October 23, 2025

Halloween


 ⁨@PeacocksTaleMusic⁩  
 This track stumbles terrified through the cellars and attics of England's haunted house. These famous nursery rhymes are said to record the gothic cruelties of opposing religious regimes during the Reformation.

The old man who wouldn't say his prayers was the Catholic or priest who wouldn't conform to the new State religion under Edward VI and (after Mary) Elizabeth. My lady's chamber could be a forbidden chapel dedicated to Mary in a house or a suggestion that the priest was having improper relations with the Catholic lady of the house. The left leg meant a Catholic out of step with the rest. Some readers also see Protestant taunts of Catholic Mary Tudor (and Catholic Mary Queen of Scots') childlessness.

The cockle shells were instruments of torture used by the Catholic regime against Protestants under Bloody Mary (quite contrary) the pretty maids all in a row the graves of Protestant martyrs who had suffered such genital torture. The silver bells were thumbscrews. The garden was a graveyard: England under Mary.

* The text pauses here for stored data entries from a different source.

//! Symbol reconciliation core for kernel image/module ABI audits.
//!
//! This crate provides:
//! - Data model: [`SymbolName`], [`SymbolSet`], [`Binary`] and its [`BinaryRole`]
//! - Canonical ordering: the deterministic sort used for display and persistence
//! - Normalization: turning raw symbol-table tool output into symbol sets
//! - Reconciliation: required-vs-exported differences per module
//! - Allowlist merging: union with qualifying new symbols, atomic rewrite
//!
//! Nothing here spawns processes or walks directories; that lives in the
//! harness crate.

pub mod allowlist;
pub mod error;
pub mod normalize;
pub mod reconcile;
pub mod sort;
pub mod symbol;

pub use allowlist::{ALLOWLIST_HEADER, Allowlist, MergeOutcome};
pub use error::{AuditError, MalformedLine};
pub use reconcile::{MissingSymbol, find_missing};
pub use sort::{canonical_key, canonical_sort};
pub use symbol::{
    Binary, BinaryRole, ExportTable, ModuleRequirements, SymbolName, SymbolSet, union_exports,
};
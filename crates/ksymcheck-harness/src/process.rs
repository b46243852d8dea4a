//! Child process control for symbol-table tool invocations.
//!
//! Every tool runs as the leader of its own process group, so a timeout or
//! an interrupt takes down whatever the tool forked along with the tool
//! itself. A forked helper that kept our pipes open would otherwise keep the
//! drain threads (and the audit) waiting after the tool was killed.

use std::process::{Child, Command};
use std::sync::atomic::{AtomicBool, Ordering};

static INTERRUPTED: AtomicBool = AtomicBool::new(false);

/// Make the spawned child the leader of a fresh process group.
pub(crate) fn isolate(command: &mut Command) -> &mut Command {
    #[cfg(unix)]
    {
        use std::os::unix::process::CommandExt;
        command.process_group(0);
    }
    command
}

/// Kill a still-running child together with its process group, then reap it.
pub(crate) fn kill_tree(child: &mut Child) {
    signal_group(child.id());
    let _ = child.kill();
    let _ = child.wait();
}

/// Kill anything left in the group of a child that exited on its own.
///
/// The leader is reaped by then, but its pid stays reserved as a process
/// group id for as long as any member is alive.
pub(crate) fn kill_stragglers(child: &Child) {
    signal_group(child.id());
}

#[cfg(unix)]
#[allow(unsafe_code)]
fn signal_group(group: u32) {
    let Ok(pgid) = libc::pid_t::try_from(group) else {
        return;
    };
    if pgid <= 1 {
        return;
    }
    // SAFETY: killpg takes plain integers and touches no memory. ESRCH (the
    // group is already gone) is the common case and is ignored.
    unsafe {
        libc::killpg(pgid, libc::SIGKILL);
    }
}

#[cfg(not(unix))]
fn signal_group(_group: u32) {}

/// Whether SIGINT or SIGTERM arrived since [`install_interrupt_handler`].
#[must_use]
pub fn interrupted() -> bool {
    INTERRUPTED.load(Ordering::SeqCst)
}

/// Route SIGINT and SIGTERM to a flag the tool wait loop polls.
///
/// Tool children live in their own process groups and no longer see a
/// terminal Ctrl-C, so the audit kills them itself once the flag is set. The
/// handler restores the default disposition, so a second signal terminates
/// immediately.
#[cfg(unix)]
#[allow(unsafe_code)]
pub fn install_interrupt_handler() {
    extern "C" fn on_signal(signum: libc::c_int) {
        INTERRUPTED.store(true, Ordering::SeqCst);
        // SAFETY: signal(2) is async-signal-safe.
        unsafe {
            libc::signal(signum, libc::SIG_DFL);
        }
    }

    let handler = on_signal as extern "C" fn(libc::c_int) as libc::sighandler_t;
    // SAFETY: the handler only stores to an atomic and calls signal(2).
    unsafe {
        libc::signal(libc::SIGINT, handler);
        libc::signal(libc::SIGTERM, handler);
    }
}

#[cfg(not(unix))]
pub fn install_interrupt_handler() {}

It's all anti-Mary in the sense that it is about as far away from the Christian love and forgiveness the Virgin Mother is supposed to personify as possible, on both sides.

A more innocent reading of the Mary rhyme is that the maids in a row are nuns praying, the silver bells are the bells of Catholic cathedrals (forbidden since Elizabeth) and the cockle shells are pilgrim badges (also forbidden.)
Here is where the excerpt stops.